### Work to be completed
Please find all lines in the data that hold the string "both" and copy them.

### Records for this exercise

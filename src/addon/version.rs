use std::fmt;
use std::str::FromStr;

use anyhow::{bail, Context, Result};
use serde::{Deserialize, Serialize};

/// Four-component add-on version number. Components omitted in the source
/// text are zero, so `1.2` and `1.2.0.0` are the same version.
#[derive(Debug, Clone, Copy, Default, PartialEq, Eq, PartialOrd, Ord, Hash, Deserialize)]
#[serde(try_from = "VersionRepr")]
pub struct Version {
    pub major: u64,
    pub minor: u64,
    pub patch: u64,
    pub build: u64,
}

impl Version {
    pub fn new(major: u64, minor: u64, patch: u64, build: u64) -> Self {
        Self {
            major,
            minor,
            patch,
            build,
        }
    }
}

impl fmt::Display for Version {
    fn fmt(&self, f: &mut fmt::Formatter<'_>) -> fmt::Result {
        write!(
            f,
            "{}.{}.{}.{}",
            self.major, self.minor, self.patch, self.build
        )
    }
}

impl FromStr for Version {
    type Err = anyhow::Error;

    fn from_str(s: &str) -> Result<Self> {
        let s = s.trim();
        if s.is_empty() {
            bail!("empty version string");
        }

        let split: Vec<&str> = s.split('.').collect();
        if split.len() > 4 {
            bail!("too many components in version '{s}'");
        }

        let mut components = [0u64; 4];
        for (slot, part) in components.iter_mut().zip(&split) {
            *slot = part
                .trim()
                .parse()
                .with_context(|| format!("invalid version component '{part}'"))?;
        }

        Ok(Self {
            major: components[0],
            minor: components[1],
            patch: components[2],
            build: components[3],
        })
    }
}

impl Serialize for Version {
    fn serialize<S>(&self, serializer: S) -> Result<S::Ok, S::Error>
    where
        S: serde::Serializer,
    {
        serializer.collect_str(self)
    }
}

/// Wire forms accepted for a version member: a dotted string or an object
/// with uppercase component members.
#[derive(Deserialize)]
#[serde(untagged)]
enum VersionRepr {
    Text(String),
    Components {
        #[serde(rename = "MAJOR", default)]
        major: u64,
        #[serde(rename = "MINOR", default)]
        minor: u64,
        #[serde(rename = "PATCH", default)]
        patch: u64,
        #[serde(rename = "BUILD", default)]
        build: u64,
    },
}

impl TryFrom<VersionRepr> for Version {
    type Error = anyhow::Error;

    fn try_from(repr: VersionRepr) -> Result<Self> {
        match repr {
            VersionRepr::Text(text) => text.parse(),
            VersionRepr::Components {
                major,
                minor,
                patch,
                build,
            } => Ok(Self {
                major,
                minor,
                patch,
                build,
            }),
        }
    }
}
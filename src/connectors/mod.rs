//! Connectors for external services
//!
//! API clients for the third-party services a version document can point
//! the checker at (currently only GitHub Releases).

pub mod github;

pub use github::latest_release_version;
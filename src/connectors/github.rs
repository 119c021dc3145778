//! GitHub Releases lookups for add-ons that publish through GitHub.

use anyhow::{bail, Context, Result};
use serde::Deserialize;
use tracing::debug;

use crate::addon::{GithubInfo, Version};

const GITHUB_API_ROOT: &str = "https://api.github.com";

/// One entry of the releases listing; only the members we read.
#[derive(Debug, Deserialize)]
struct ReleaseEntry {
    tag_name: String,
    #[serde(default)]
    prerelease: bool,
}

/// Resolve the latest release published for the add-on's repository,
/// skipping pre-releases unless the document allows them. `Ok(None)` when
/// the repository has no matching release or its tag is not a version
/// number.
pub async fn latest_release_version(github: &GithubInfo) -> Result<Option<Version>> {
    let api_root =
        std::env::var("GITHUB_API_ROOT").unwrap_or_else(|_| GITHUB_API_ROOT.to_string());
    latest_release_from(&api_root, github).await
}

async fn latest_release_from(api_root: &str, github: &GithubInfo) -> Result<Option<Version>> {
    let url = format!(
        "{}/repos/{}/{}/releases",
        api_root.trim_end_matches('/'),
        github.username,
        github.repository
    );

    debug!(url = %url, "querying github releases");

    // GitHub rejects requests without a User-Agent header.
    let response = reqwest::Client::builder()
        .user_agent(format!("addon-check/{}", crate::VERSION))
        .build()
        .context("building github client")?
        .get(&url)
        .send()
        .await
        .context("requesting github releases")?;

    let status = response.status();
    if !status.is_success() {
        bail!("github releases request returned status {status}");
    }

    let releases: Vec<ReleaseEntry> = response
        .json()
        .await
        .context("parsing github releases listing")?;

    let tag = releases
        .iter()
        .find(|release| github.allow_pre_release || !release.prerelease)
        .map(|release| release.tag_name.as_str());

    // Release tags conventionally carry a leading `v` that the version
    // syntax itself does not accept.
    Ok(tag.and_then(|tag| {
        let tag = tag.trim();
        tag.strip_prefix('v').unwrap_or(tag).parse().ok()
    }))
}
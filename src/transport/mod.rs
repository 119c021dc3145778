//! HTTP fetch for remote version documents.

use anyhow::{bail, Context, Result};
use tracing::debug;

/// Fetch the body of `url` as text. A non-success status is an error; the
/// caller decides whether that is fatal.
pub async fn fetch_text(url: &str) -> Result<String> {
    debug!(url = %url, "fetching remote version document");

    let response = reqwest::Client::new()
        .get(url)
        .send()
        .await
        .context("requesting version document")?;

    let status = response.status();
    if !status.is_success() {
        bail!("version document request returned status {status}");
    }

    response.text().await.context("reading version document body")
}
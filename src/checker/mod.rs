//! The two-stage check pipeline: read the local version document, then
//! fetch the publisher's remote copy and compare the two.

use std::path::{Path, PathBuf};
use std::sync::Arc;

use anyhow::{Context, Result};
use tokio::sync::{watch, RwLock};
use tracing::{info, warn};

use crate::addon::{AddonInfo, Version};
use crate::connectors;
use crate::settings::Settings;
use crate::transport;

/// Snapshot of a session's progress. Flags only ever move from false to
/// true; each descriptor is written by the pipeline task before the
/// corresponding ready flag.
#[derive(Debug, Clone, Default)]
pub struct CheckState {
    pub local: Option<AddonInfo>,
    pub remote: Option<AddonInfo>,
    pub local_ready: bool,
    pub remote_ready: bool,
    pub complete: bool,
    pub errored: bool,
}

impl CheckState {
    /// Combined identity of both descriptors, matched against the
    /// dismissed-updates set. Defined only once both descriptors exist.
    pub fn ignored_signature(&self) -> Option<String> {
        match (&self.local, &self.remote) {
            (Some(local), Some(remote)) => {
                Some(format!("{}{}", local.identity(), remote.identity()))
            }
            _ => None,
        }
    }

    fn update_available(&self, game_version: Version) -> bool {
        if !self.complete || self.errored {
            return false;
        }
        match (&self.local, &self.remote) {
            (Some(local), Some(remote)) => match (local.version, remote.version) {
                (Some(local_version), Some(remote_version)) => {
                    remote_version > local_version
                        && remote.is_compatible(game_version)
                        && remote.is_github_release_compatible()
                }
                _ => false,
            },
            _ => false,
        }
    }
}

/// One asynchronous update check for a single add-on. Construction spawns
/// the pipeline immediately and returns; the session then runs to its
/// terminal state on its own. There is no cancellation.
#[derive(Debug)]
pub struct CheckSession {
    state: Arc<RwLock<CheckState>>,
    done: watch::Receiver<bool>,
    settings: Arc<Settings>,
    game_version: Version,
}

impl CheckSession {
    /// Begin checking the version document at `path`. Requires a running
    /// Tokio runtime; progress is observable through the query methods.
    pub fn start(
        path: impl Into<PathBuf>,
        settings: Arc<Settings>,
        game_version: Version,
    ) -> Self {
        let path = path.into();
        let state = Arc::new(RwLock::new(CheckState::default()));
        let (done_tx, done_rx) = watch::channel(false);

        let task_state = Arc::clone(&state);
        let task_settings = Arc::clone(&settings);
        tokio::spawn(async move {
            run_pipeline(&path, &task_settings, game_version, &task_state).await;
            let _ = done_tx.send(true);
        });

        Self {
            state,
            done: done_rx,
            settings,
            game_version,
        }
    }

    /// Resolves once the pipeline has reached its terminal state.
    pub async fn completed(&self) {
        let mut done = self.done.clone();
        let _ = done.wait_for(|finished| *finished).await;
    }

    pub async fn snapshot(&self) -> CheckState {
        self.state.read().await.clone()
    }

    pub async fn is_local_ready(&self) -> bool {
        self.state.read().await.local_ready
    }

    pub async fn is_remote_ready(&self) -> bool {
        self.state.read().await.remote_ready
    }

    pub async fn is_processing_complete(&self) -> bool {
        self.state.read().await.complete
    }

    pub async fn has_error(&self) -> bool {
        self.state.read().await.errored
    }

    /// Name declared by the local document, once it has been read.
    pub async fn name(&self) -> Option<String> {
        self.state
            .read()
            .await
            .local
            .as_ref()
            .map(|info| info.name.clone())
    }

    pub async fn local_info(&self) -> Option<AddonInfo> {
        self.state.read().await.local.clone()
    }

    pub async fn remote_info(&self) -> Option<AddonInfo> {
        self.state.read().await.remote.clone()
    }

    /// True only when the check finished cleanly and the remote document
    /// declares a strictly newer version that is compatible with the running
    /// game version (and with its published GitHub release, when it names
    /// one).
    pub async fn is_update_available(&self) -> bool {
        self.state.read().await.update_available(self.game_version)
    }

    /// True once the local document is read and its constraints accept the
    /// running game version.
    pub async fn is_compatible(&self) -> bool {
        let state = self.state.read().await;
        state.local_ready
            && state
                .local
                .as_ref()
                .map_or(false, |local| local.is_compatible(self.game_version))
    }

    /// True when the user has already dismissed this exact local/remote
    /// pair.
    pub async fn is_ignored(&self) -> bool {
        self.state
            .read()
            .await
            .ignored_signature()
            .map_or(false, |signature| {
                self.settings.ignored_updates.contains(&signature)
            })
    }

    /// Combined identity of the pair, for the host to record when the user
    /// dismisses the update.
    pub async fn ignored_signature(&self) -> Option<String> {
        self.state.read().await.ignored_signature()
    }
}

async fn run_pipeline(
    path: &Path,
    settings: &Settings,
    game_version: Version,
    state: &RwLock<CheckState>,
) {
    let local = match read_local(path).await {
        Ok(local) => local,
        Err(err) => {
            warn!(path = %path.display(), error = %err, "local version document unavailable");
            let mut state = state.write().await;
            state.errored = true;
            state.complete = true;
            return;
        }
    };

    {
        let mut state = state.write().await;
        state.local = Some(local.clone());
        state.local_ready = true;
        if local.parse_error {
            state.errored = true;
            state.complete = true;
        }
    }

    // The remote stage still runs after a local parse error; with no URL to
    // follow it settles into the local-only fallback.
    run_remote_stage(&local, settings, game_version, state).await;
}

async fn run_remote_stage(
    local: &AddonInfo,
    settings: &Settings,
    game_version: Version,
    state: &RwLock<CheckState>,
) {
    if settings.first_run {
        info!(name = %local.name, "first run, remote version check skipped");
        set_local_only(local, state).await;
        return;
    }

    let url = match &local.url {
        Some(url) if settings.allow_check => url,
        _ => {
            set_local_only(local, state).await;
            return;
        }
    };

    match fetch_remote(url).await {
        Ok(remote) => set_remote(local, remote, game_version, state).await,
        Err(err) => {
            warn!(url = %url, error = %err, "remote version check failed, using local info only");
            set_local_only(local, state).await;
        }
    }
}

async fn read_local(path: &Path) -> Result<AddonInfo> {
    let text = tokio::fs::read_to_string(path)
        .await
        .with_context(|| format!("reading version document {}", path.display()))?;
    Ok(AddonInfo::parse(path.display().to_string(), &text))
}

async fn fetch_remote(url: &str) -> Result<AddonInfo> {
    let text = transport::fetch_text(url).await?;
    let mut remote = AddonInfo::parse(url, &text);

    if let Some(github) = &remote.github {
        match connectors::latest_release_version(github).await {
            Ok(release) => remote.github_release = release,
            Err(err) => {
                warn!(
                    username = %github.username,
                    repository = %github.repository,
                    error = %err,
                    "github release lookup failed"
                );
            }
        }
    }

    Ok(remote)
}

async fn set_remote(
    local: &AddonInfo,
    remote: AddonInfo,
    game_version: Version,
    state: &RwLock<CheckState>,
) {
    let name = remote.name.clone();
    let mut state = state.write().await;

    // A remote copy at the same version may still carry fresher metadata,
    // so it becomes authoritative for the local side as well.
    if local.version == remote.version {
        info!(source = %remote.source, "identical remote version, adopting remote document");
        state.local = Some(remote.clone());
    }

    state.remote = Some(remote);
    state.remote_ready = true;
    state.complete = true;

    info!(
        name = %name,
        update_available = state.update_available(game_version),
        "remote version check complete"
    );
}

async fn set_local_only(local: &AddonInfo, state: &RwLock<CheckState>) {
    let mut state = state.write().await;
    state.remote = Some(local.clone());
    state.remote_ready = true;
    state.complete = true;
}
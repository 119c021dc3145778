use std::path::PathBuf;
use std::sync::Arc;

use addon_checker::addon::Version;
use addon_checker::checker::CheckSession;
use addon_checker::settings::Settings;
use addon_checker::utils;
use anyhow::Result;
use clap::Parser;
use serde_json::json;

#[derive(Parser)]
#[command(name = "addon-check", version, about = "Update checker for game add-ons")]
struct AppCli {
    /// Path to the local version document
    path: PathBuf,

    /// Game version to test compatibility against
    #[arg(short, long, value_name = "VERSION")]
    game_version: Version,

    /// Settings file path (JSON); without one, remote checks are allowed
    /// and nothing is ignored
    #[arg(short, long)]
    settings: Option<String>,

    /// Skip the remote check and only read the local document
    #[arg(long)]
    offline: bool,
}

#[tokio::main]
async fn main() -> Result<()> {
    utils::logging::init();

    let args = AppCli::parse();

    let mut settings = match &args.settings {
        Some(path) => Settings::from_file(path)?,
        None => Settings {
            first_run: false,
            ..Settings::default()
        },
    };
    if args.offline {
        settings.allow_check = false;
    }

    let session = CheckSession::start(args.path, Arc::new(settings), args.game_version);
    session.completed().await;

    let state = session.snapshot().await;
    let summary = json!({
        "name": session.name().await,
        "local": state.local,
        "remote": state.remote,
        "compatible": session.is_compatible().await,
        "update_available": session.is_update_available().await,
        "ignored": session.is_ignored().await,
        "error": state.errored,
    });
    println!("{}", serde_json::to_string_pretty(&summary)?);

    if state.errored {
        anyhow::bail!("version check failed, see log output");
    }

    Ok(())
}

### Result of the exercise
    /// Combined identity of both descriptors, matched against the
    /// dismissed-updates set. Defined only once both descriptors exist.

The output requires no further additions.